What is required: Which of the lines below contain the string "wrong"? Pull each one out of the data.

Start of Source information

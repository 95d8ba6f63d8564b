//! Elementwise field operations over limb arrays.
//!
//! Used by the engine to enter and leave the weighted domain and to square
//! in the frequency domain. Length mismatches are caller bugs and panic.

use crate::modmath::{mod_mul, mod_sqr};

/// x[i] = x[i]·y[i] mod P.
#[inline]
pub fn mod_vector_mul(x: &mut [u64], y: &[u64]) {
    assert_eq!(x.len(), y.len(), "vector length mismatch");
    for (a, &b) in x.iter_mut().zip(y) {
        *a = mod_mul(*a, b);
    }
}

/// x[i] = x[i]² mod P.
#[inline]
pub fn mod_vector_sqr(x: &mut [u64]) {
    for a in x.iter_mut() {
        *a = mod_sqr(*a);
    }
}
//! Errors from table construction, engine setup and verification.
//!
//! Setup failures at one transform size are retryable: the caller moves on to
//! the next size. Everything else means no meaningful residue can be produced
//! and the run must stop.

use std::fmt;

#[derive(Debug, Clone, PartialEq, Eq)]
pub enum MersenneError {
    /// Digits of `width + 1` bits could overflow P after one convolution.
    DigitWidthOverflow { log_n: u8, width: u64 },
    /// A digit address or remainder does not fit in 32 bits.
    AddressOverflow { log_n: u8, index: u64 },
    /// A digit width fell outside {width, width + 1}.
    InconsistentDigitWidth { log_n: u8, index: u64, digit_width: u64 },
    /// root2^n ≠ 2: the modulus or generator constant is wrong.
    RootOfTwoMismatch { log_n: u8 },
    /// A DWT weight reduced to zero and has no inverse.
    ZeroWeight { log_n: u8, index: u64 },
    /// Lucas–Lehmer is only defined for exponents of at least 2.
    ExponentTooSmall { exponent: u64 },
    /// No supported transform size can host the exponent.
    ExponentTooLarge { exponent: u64, max_log_n: u8 },
    /// A forced transform size is outside the supported range.
    InvalidTransformSize { log_n: u8, max_log_n: u8 },
    /// The NTT residue disagrees with the arbitrary-precision reference.
    ResidueMismatch { exponent: u64, iterations: u64, residue: u64, expected: u64 },
}

impl MersenneError {
    /// True when a larger transform size may succeed.
    pub fn is_retryable(&self) -> bool {
        matches!(
            self,
            MersenneError::DigitWidthOverflow { .. }
                | MersenneError::AddressOverflow { .. }
                | MersenneError::InconsistentDigitWidth { .. }
        )
    }
}

impl fmt::Display for MersenneError {
    fn fmt(&self, f: &mut fmt::Formatter<'_>) -> fmt::Result {
        match self {
            MersenneError::DigitWidthOverflow { log_n, width } => write!(
                f,
                "fft size 2**{} insufficient: {}-bit digits would overflow the convolution",
                log_n, width
            ),
            MersenneError::AddressOverflow { log_n, index } => write!(
                f,
                "fft size 2**{}: digit address for limb {} exceeds 32 bits",
                log_n, index
            ),
            MersenneError::InconsistentDigitWidth {
                log_n,
                index,
                digit_width,
            } => write!(
                f,
                "fft size 2**{}: limb {} has unbalanced width {}",
                log_n, index, digit_width
            ),
            MersenneError::RootOfTwoMismatch { log_n } => {
                write!(f, "root of 2 is wrong for fft size 2**{}", log_n)
            }
            MersenneError::ZeroWeight { log_n, index } => write!(
                f,
                "fft size 2**{}: weight for limb {} is not invertible",
                log_n, index
            ),
            MersenneError::ExponentTooSmall { exponent } => {
                write!(f, "exponent {} too small, need at least 2", exponent)
            }
            MersenneError::ExponentTooLarge {
                exponent,
                max_log_n,
            } => write!(
                f,
                "exponent {} too big for fft sizes up to 2**{}",
                exponent, max_log_n
            ),
            MersenneError::InvalidTransformSize { log_n, max_log_n } => write!(
                f,
                "fft size 2**{} not supported, maximum is 2**{}",
                log_n, max_log_n
            ),
            MersenneError::ResidueMismatch {
                exponent,
                iterations,
                residue,
                expected,
            } => write!(
                f,
                "residue mismatch for 2**{}-1 after {} iterations: got 0x{:016X}, reference 0x{:016X}",
                exponent, iterations, residue, expected
            ),
        }
    }
}

impl std::error::Error for MersenneError {}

End of Source information

Completed task:
    /// root2^n ≠ 2: the modulus or generator constant is wrong.
                write!(f, "root of 2 is wrong for fft size 2**{}", log_n)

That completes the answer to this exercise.